本日は、WOWOW相談役の佐久間曻二さんの「松下幸之助さんから学んだこと」についてのお話です。佐久間さんは、WOWOWの代表として、当時債務超過状態にあった会社を再建したことで有名です。また、WOWOWの代表をする以前は、松下電器(現パナソニック)で経営企画室長、取締役、副社長を務めてきた方であります。

松下といえば、創業者である松下幸之助さんがまず思い浮かぶかと思います。今回のお話は、佐久間さんが松下時代に、幸之助さんとのやりとりで学んだことについて語られています。

「君はそれ、自分で確かめたんか?」松下さんが佐久間さんに問いかけた言葉から、松下さんは現場を大事にする経営者であることがわかります。また、佐久間さんの物怖じしない仕事に対する姿勢や自信が伝わりました。自分がすべきこと、やるべきことが何かを理解した上で、信念や目的を持って行動することの重要性を感じることができました。

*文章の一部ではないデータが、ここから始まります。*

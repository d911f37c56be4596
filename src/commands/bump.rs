//! Bump command implementation.

use crate::error::Result;
use crate::version::{Increment, Version};

/// Executes the bump command, printing the bumped version on stdout.
pub fn bump(version: &str, increment: &str) -> Result<Version> {
    let version: Version = version.parse()?;
    let increment: Increment = increment.parse()?;

    let next = version.bump(increment)?;
    println!("{next}");

    Ok(next)
}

"ある時、松下幸之助さんが新聞広告に出ていた某ミシン会社の貸借対照表を見て、現金を非常に多く保有していることに驚かれ、その理由を調べるように指示がありました。調査をしたところ、その会社では、消費者が購入したいミシンを積み立てで販売する「予約販売制度」を取っていたことが分かりました。私はその報告書を上司に渡して用件を済ませたつもりでいましたが、幸之助さんは私に直接説明に来るように言われました。"
"幸之助さんはその予約制度を松下でもやりたいと考えておられていましたが、私は一通りの報告をした後で「やるべきではありません」と結論を述べました。幸之助さんはじっと話を聞いておられましたが「君はそれ、自分で確かめたんか?」と言われました。つまり、調査会社にやらせたのではなく、自分の目と耳と足で確かめたのかと。"
"私が「全部自分で確認しております」と答えたところ、「そうか、それは結構や。ところで君、そのミシン会社は一流やろ。その一流会社がやってることを、うちがやったらなぜあかんのや」とおっしゃいました。私は「一流会社がやっているからいいとというのではありません。この制度を採用することが一流会社として本当にふさわしいものかどうかで判断してください」と述べました。すると幸之助さんは「よし、分かった。やめとこう」と即断されたのです。"
"驚いたのはこちらです。普通なら「後は我われで預かるから」というふうになるものでしょう。幸之助さんがそうでなかったのは、実際に現場で見てきた者に対する信頼と、もう一つは経営者としての「勘」ではないかと思います。"
"その予約制度は顧客との契約を巡るトラブルが多く、新聞沙汰になっていたことがよくありました。松下としては消費者に対して少しでもご迷惑を掛けるようなことはやるべきではないし、ミシンの普及が進んで価格が下がればその制度自体が成り立たなくなる。長い目で見れば決してよい制度ではないということを感じられ、さっと決断を下されたのでしょう。"
"私が自分で現場を歩き、自分で確かめて結論を出したのが、信用を得る根拠になったということです。現場には宝物が落ちているといわれますが、絶えず現場を確かめることの大切さをこの時、身をもって知りました。"
"また当時から私の根本にあったのは、社長や上司を間違わせなくない、会社として正しい判断をしていただきたいという思いでした。自分が提言することは会社にとって正しい、と自信を持って言えるかどうか。それでなければ本当の意味で仕事をしているとは言えないでしょう。"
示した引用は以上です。